● Instructions for the task:
The records are to be reproduced verbatim.

* * *

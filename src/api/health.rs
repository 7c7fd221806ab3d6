//! Health check endpoints for orchestrator probes

use std::time::Instant;

use axum::{extract::State, http::StatusCode, response::IntoResponse};
use serde::Serialize;
use tracing::warn;

use crate::api::types::Json;

use super::state::AppState;

#[derive(Debug, Serialize)]
pub struct HealthResponse {
    pub status: HealthStatus,
    pub version: String,
    #[serde(skip_serializing_if = "Option::is_none")]
    pub checks: Option<Vec<HealthCheck>>,
    #[serde(skip_serializing_if = "Option::is_none")]
    pub latency_ms: Option<u64>,
}

#[derive(Debug, Serialize, Clone, Copy, PartialEq, Eq)]
#[serde(rename_all = "lowercase")]
pub enum HealthStatus {
    Healthy,
    Unhealthy,
}

#[derive(Debug, Serialize)]
pub struct HealthCheck {
    pub name: String,
    pub status: HealthStatus,
    #[serde(skip_serializing_if = "Option::is_none")]
    pub message: Option<String>,
}

fn static_health() -> HealthResponse {
    HealthResponse {
        status: HealthStatus::Healthy,
        version: env!("CARGO_PKG_VERSION").to_string(),
        checks: None,
        latency_ms: None,
    }
}

/// GET /health
pub async fn health_check() -> impl IntoResponse {
    (StatusCode::OK, Json(static_health()))
}

/// GET /live
pub async fn live_check() -> impl IntoResponse {
    (StatusCode::OK, Json(static_health()))
}

/// GET /ready
///
/// 503 when the data store does not answer a ping.
pub async fn ready_check(State(state): State<AppState>) -> impl IntoResponse {
    let start = Instant::now();

    let data_store = match state.identity_repository.ping().await {
        Ok(()) => HealthCheck {
            name: "data_store".to_string(),
            status: HealthStatus::Healthy,
            message: None,
        },
        Err(e) => {
            warn!(error = %e, "Readiness check failed");
            HealthCheck {
                name: "data_store".to_string(),
                status: HealthStatus::Unhealthy,
                message: Some("Data store unavailable".to_string()),
            }
        }
    };

    let status = data_store.status;
    let response = HealthResponse {
        status,
        version: env!("CARGO_PKG_VERSION").to_string(),
        checks: Some(vec![data_store]),
        latency_ms: Some(start.elapsed().as_millis() as u64),
    };

    let code = match status {
        HealthStatus::Healthy => StatusCode::OK,
        HealthStatus::Unhealthy => StatusCode::SERVICE_UNAVAILABLE,
    };

    (code, Json(response))
}
//! Infrastructure layer - External service implementations

pub mod auth;
pub mod identity;
pub mod logging;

* * *

● Response below:
filename src/api/health.rs
repository 7c7fd221806ab3d6
//! Health check endpoints for orchestrator probes

use std::time::Instant;

use axum::{extract::State, http::StatusCode, response::IntoResponse};
use serde::Serialize;
use tracing::warn;

use crate::api::types::Json;

use super::state::AppState;

#[derive(Debug, Serialize)]
pub struct HealthResponse {
    pub status: HealthStatus,
    pub version: String,
    #[serde(skip_serializing_if = "Option::is_none")]
    pub checks: Option<Vec<HealthCheck>>,
    #[serde(skip_serializing_if = "Option::is_none")]
    pub latency_ms: Option<u64>,
}

#[derive(Debug, Serialize, Clone, Copy, PartialEq, Eq)]
#[serde(rename_all = "lowercase")]
pub enum HealthStatus {
    Healthy,
    Unhealthy,
}

#[derive(Debug, Serialize)]
pub struct HealthCheck {
    pub name: String,
    pub status: HealthStatus,
    #[serde(skip_serializing_if = "Option::is_none")]
    pub message: Option<String>,
}

fn static_health() -> HealthResponse {
    HealthResponse {
        status: HealthStatus::Healthy,
        version: env!("CARGO_PKG_VERSION").to_string(),
        checks: None,
        latency_ms: None,
    }
}

/// GET /health
pub async fn health_check() -> impl IntoResponse {
    (StatusCode::OK, Json(static_health()))
}

/// GET /live
pub async fn live_check() -> impl IntoResponse {
    (StatusCode::OK, Json(static_health()))
}

/// GET /ready
///
/// 503 when the data store does not answer a ping.
pub async fn ready_check(State(state): State<AppState>) -> impl IntoResponse {
    let start = Instant::now();

    let data_store = match state.identity_repository.ping().await {
        Ok(()) => HealthCheck {
            name: "data_store".to_string(),
            status: HealthStatus::Healthy,
            message: None,
        },
        Err(e) => {
            warn!(error = %e, "Readiness check failed");
            HealthCheck {
                name: "data_store".to_string(),
                status: HealthStatus::Unhealthy,
                message: Some("Data store unavailable".to_string()),
            }
        }
    };

    let status = data_store.status;
    let response = HealthResponse {
        status,
        version: env!("CARGO_PKG_VERSION").to_string(),
        checks: Some(vec![data_store]),
        latency_ms: Some(start.elapsed().as_millis() as u64),
    };

    let code = match status {
        HealthStatus::Healthy => StatusCode::OK,
        HealthStatus::Unhealthy => StatusCode::SERVICE_UNAVAILABLE,
    };

    (code, Json(response))
}
//! Infrastructure layer - External service implementations

pub mod auth;
pub mod identity;
pub mod logging;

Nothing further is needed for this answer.